Es treibt mich weiterhin ein Zitat an, welches Albert Einstein zugeschrieben wird. Man fragte ihn einmal, mit welchen Waffen zukünftig Kriege geführt werden würden: »Ich bin nicht sicher, mit welchen Waffen der Dritte Weltkrieg ausgetragen wird, aber im Vierten werden sie wieder mit Stöcken und Steinen kämpfen!« Dieser sarkastische bis traurige, dann aber auch wieder augenzwinkernde Spruch sagt doch alles. Wir kommen nämlich der allergrößten Gefahr immer näher, die da heißt: Totalverlust unseres einzigen Planeten.

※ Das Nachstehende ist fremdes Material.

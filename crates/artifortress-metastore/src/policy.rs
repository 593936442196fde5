use artifortress_types::{PolicyEvaluation, QuarantineItem, QuarantineStatus};

use crate::db::InMemoryMetadataStore;
use crate::error::MetaError;

impl InMemoryMetadataStore {
    pub fn insert_policy_evaluation(&self, evaluation: PolicyEvaluation) {
        self.policy_evaluations.lock().unwrap().push(evaluation);
    }

    pub fn list_policy_evaluations_for_version(&self, version_id: &str) -> Vec<PolicyEvaluation> {
        self.policy_evaluations
            .lock()
            .unwrap()
            .iter()
            .filter(|e| e.version_id == version_id)
            .cloned()
            .collect()
    }

    /// Insert-or-reuse on `(tenant, repo, version)`: a version can be
    /// quarantined only once while the item is unresolved.
    pub fn upsert_quarantine(&self, item: QuarantineItem) -> Result<QuarantineItem, MetaError> {
        let key = (item.tenant_id.clone(), item.repo_id.clone(), item.version_id.clone());
        let mut index = self.quarantine_index.lock().unwrap();
        if let Some(existing_id) = index.get(&key) {
            let quarantine = self.quarantine.lock().unwrap();
            let existing = quarantine.get(existing_id).unwrap().clone();
            if existing.status == QuarantineStatus::Quarantined {
                return Ok(existing);
            }
        }
        index.insert(key, item.quarantine_id.clone());
        self.quarantine
            .lock()
            .unwrap()
            .insert(item.quarantine_id.clone(), item.clone());
        Ok(item)
    }

    pub fn get_quarantine_for_version(&self, tenant_id: &str, repo_id: &str, version_id: &str) -> Option<QuarantineItem> {
        let key = (tenant_id.to_string(), repo_id.to_string(), version_id.to_string());
        let id = self.quarantine_index.lock().unwrap().get(&key).cloned()?;
        self.quarantine.lock().unwrap().get(&id).cloned()
    }

    /// Conditional resolve: only transitions a still-quarantined item, so
    /// a double-resolve from a racing operator request is a no-op.
    pub fn resolve_quarantine(
        &self,
        quarantine_id: &str,
        status: QuarantineStatus,
        resolved_by: &str,
        resolved_at: chrono::DateTime<chrono::Utc>,
    ) -> Result<Option<QuarantineItem>, MetaError> {
        let mut quarantine = self.quarantine.lock().unwrap();
        let item = quarantine
            .get_mut(quarantine_id)
            .ok_or_else(|| MetaError::NotFound(format!("quarantine item {quarantine_id}")))?;
        if item.status != QuarantineStatus::Quarantined {
            return Ok(None);
        }
        item.status = status;
        item.resolved_by = Some(resolved_by.to_string());
        item.resolved_at = Some(resolved_at);
        Ok(Some(item.clone()))
    }
}

#[cfg(test)]
mod tests {
    use super::*;
    use artifortress_types::{DecisionSource, PolicyAction, PolicyDecision};
    use chrono::Utc;

    fn quarantine_item() -> QuarantineItem {
        QuarantineItem {
            quarantine_id: "q1".into(),
            tenant_id: "t1".into(),
            repo_id: "r1".into(),
            version_id: "v1".into(),
            status: QuarantineStatus::Quarantined,
            reason: "malware hint".into(),
            created_at: Utc::now(),
            resolved_at: None,
            resolved_by: None,
        }
    }

    #[test]
    fn upsert_quarantine_reuses_open_item() {
        let db = InMemoryMetadataStore::new();
        let first = db.upsert_quarantine(quarantine_item()).unwrap();
        let mut again = quarantine_item();
        again.quarantine_id = "q2-should-not-be-used".into();
        let reused = db.upsert_quarantine(again).unwrap();
        assert_eq!(first.quarantine_id, reused.quarantine_id);
    }

    #[test]
    fn resolve_quarantine_is_conditional() {
        let db = InMemoryMetadataStore::new();
        db.upsert_quarantine(quarantine_item()).unwrap();
        let resolved = db
            .resolve_quarantine("q1", QuarantineStatus::Released, "bob", Utc::now())
            .unwrap();
        assert!(resolved.is_some());
        let second = db
            .resolve_quarantine("q1", QuarantineStatus::Rejected, "bob", Utc::now())
            .unwrap();
        assert!(second.is_none());
    }

    #[test]
    fn policy_evaluations_list_by_version() {
        let db = InMemoryMetadataStore::new();
        db.insert_policy_evaluation(PolicyEvaluation {
            evaluation_id: "e1".into(),
            tenant_id: "t1".into(),
            repo_id: "r1".into(),
            version_id: "v1".into(),
            action: PolicyAction::Publish,
            decision: PolicyDecision::Allow,
            decision_source: DecisionSource::DefaultAllow,
            reason: "no hints".into(),
            policy_engine_version: None,
            evaluated_at: Utc::now(),
            evaluated_by: "system".into(),
        });
        assert_eq!(db.list_policy_evaluations_for_version("v1").len(), 1);
        assert_eq!(db.list_policy_evaluations_for_version("other").len(), 0);
    }
}
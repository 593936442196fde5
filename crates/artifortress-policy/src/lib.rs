//! Bounded-time policy evaluation and quarantine management: the
//! engine is modeled as a callable with a configurable deadline, failing
//! closed on timeout.

mod config;
mod engine;
mod error;

pub use config::PolicyConfig;
pub use engine::{SIMULATE_TIMEOUT_ENGINE_VERSION, evaluate_and_persist, is_digest_locked, resolve_quarantine};
pub use error::PolicyError;
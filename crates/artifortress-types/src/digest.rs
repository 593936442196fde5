//! Digest/length format validation shared by upload, blob index, and
//! version assembly.

/// A SHA-256 digest is 64 lowercase hex characters.
pub fn is_valid_sha256_hex(s: &str) -> bool {
    s.len() == 64 && s.bytes().all(is_lower_hex_byte)
}

/// A SHA-1 digest (optional checksum field on artifact entries) is 40
/// lowercase hex characters.
pub fn is_valid_sha1_hex(s: &str) -> bool {
    s.len() == 40 && s.bytes().all(is_lower_hex_byte)
}

fn is_lower_hex_byte(b: u8) -> bool {
    b.is_ascii_digit() || (b'a'..=b'f').contains(&b)
}

pub fn encode_digest(bytes: &[u8]) -> String {
    hex::encode(bytes)
}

Und es geht gerade eine Ära dem Ende entgegen, jeder spürt das doch. Denken wir diese fatale ökologische Entwicklung durch, zumindest begrenzt auf Deutschland, dann

muss uns klar werden, dass in letzter Instanz nicht nur Tiere und Pflanzen durch den Klimawandel keine Lebensbedingungen mehr finden werden. Viele großartige Lebensräume stehen auf dem Spiel stehen, auch der Mensch selbst. Aber weil ich nicht die ganze Welt retten kann, beschränke ich mich auf das, wo ich mich auskenne. Und so lade ich Sie ein auf meine »Arche Jürgen« mit den Pflanzen »for future« für Deutschland.

Ihr Jürgen Feder


Als eingefleischter Landespfleger kann ich an keinem Gewöhnlichen Wasserdost vorbeigehen.